Art. 48 -56 DECRETO CURA ITALIA

Fondo Centrale di Garanzia (ex L.662/96)

1,2 miliardi di euro dal decreto Cura Italia per il Fondo di Garanzia per le PMI e deroghe alla disciplina “ordinaria”, valide solo per 9 mesi.

  • Per consentire alle piccole e medie imprese che hanno saturato il plafond di ottenere l’intervento del Fondo viene aumento a 5 milioni di euro (prima 2,5 mln) l’importo massimo garantito;
  • Il decreto Cura Italia prevede, poi, che la garanzia sia concessa a titolo gratuito;
  • Ammessa anche per le operazioni di rinegoziazione del debito (ad oggi ESCLUSE) esistente (con la possibilità per la Banca di aggiungere nella rinegoziazione anche 10% di liquidità ulteriore per la ripresa);
  • La previsione, per le operazioni di importo fino a 100.000 euro, di procedure di valutazione per l’accesso al fondo ristrette ai soli profili economico-finanziari al fine di ammettere alla garanzia anche imprese che registrano tensioni col sistema finanziario in ragione della crisi connessa all’epidemia;
  •  Eliminazione della commissione di mancato perfezionamento per tutte le operazioni non perfezionate.
  • Possibilità di arrivare al 90 % per controgaranzia Confidi accreditati.

NB: le imprese agricole per accedere alla Garanzia del FcG POSSONO RIVOLGERSI SOLO AD UN CONFIDI AGRICOLO ACCREDITATO.

Memo prima Decreto: L’intervento è concesso, fino ad un massimo dell’80% del finanziamento, su tutti i tipi di operazioni sia a breve sia a medio-lungo termine, tanto per liquidità che per investimenti (ora anche RINEGOZIAZIONE dei prestiti esistenti).

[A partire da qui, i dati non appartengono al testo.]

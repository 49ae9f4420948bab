//! CSV bulk import endpoints.
//!
//! The provided routes are:
//! - `POST /api/import/{kind}`: JSON body `{ "csvData": "..." }` holding the whole
//!   CSV file. Rows are validated and resolved one by one; every row that passes
//!   is written in a single bulk insert and the response reports
//!   `{ success, failed, errors }`.
//!
//! - `POST /api/import/{kind}/upload`: the same import, fed from the `file` part
//!   of a multipart/form-data upload.
//!
//! - `GET /api/import/{kind}/columns`: required and optional column names of a
//!   kind, for building CSV templates.
//!
//! `{kind}` is one of the `DataKind` slugs (`animals`, `properties`, `fields`,
//! `vaccinations`, `events`, `calving-records`, `slaughter-records`).

use actix_web::web::{get, post, scope};
use actix_web::Scope;

mod columns;
mod process;
mod upload;

const API_PATH: &str = "/api/import";

/// Configures and returns the Actix scope for CSV import routes.
pub fn configure_routes() -> Scope {
    scope(API_PATH)
        .route("/{kind}", post().to(process::process))
        .route("/{kind}/upload", post().to(upload::process))
        .route("/{kind}/columns", get().to(columns::process))
}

Il Fondo garantisce a ciascuna impresa un importo massimo di 2,5 milioni di euro, un plafond che può essere utilizzato attraverso una o più operazioni, fino a concorrenza del tetto stabilito, senza un limite al numero di operazioni effettuabili. Il limite si riferisce all’importo garantito, mentre per il finanziamento nel suo complesso non è previsto un tetto massimo (ORA 5 MILIONI).

ISMEA

Costituzione di un Fondo di 100 milioni di Euro presso Ismea per potenziare l’accesso alla garanzia diretta sul settore agricolo.

Le finalità restano le stesse con la specifica che per mutui ipotecari è utilizzabile solo questo tipo di garanzia. Limite molto più basso (La garanzia ISMEA può essere rilasciata nei limiti del 70% dell’importo del finanziamento. Il limite si eleva all’80% dell’importo del finanziamento nel caso in cui il soggetto beneficiario sia un giovane agricoltore, La garanzia ISMEA non può comunque eccedere il limite di 1 milione di Euro nel caso di micro o piccole imprese e di 2 milioni di Euro nel caso di medie imprese).

Possono fruire della garanzia diretta ISMEA i finanziamenti destinati alle attività agricole ed a quelle connesse e che siano finalizzati, in particolare, alle seguenti finalità:

  • realizzazione di opere di miglioramento fondiario
  • ricerca, sperimentazione, innovazione tecnologica e valorizzazione commerciale dei prodotti
  • costruzione, acquisizione o miglioramento di beni immobili per lo svolgimento delle attività agricole o di quelle connesse
  • acquisto di nuove macchine e attrezzature per lo svolgimento delle attività agricole o di quelle connesse
  • operazioni di trasformazione del debito, destinate in particolare alla trasformazione a lungo termine di precedenti passività contratte e breve ed a medio termine(max 5 anni).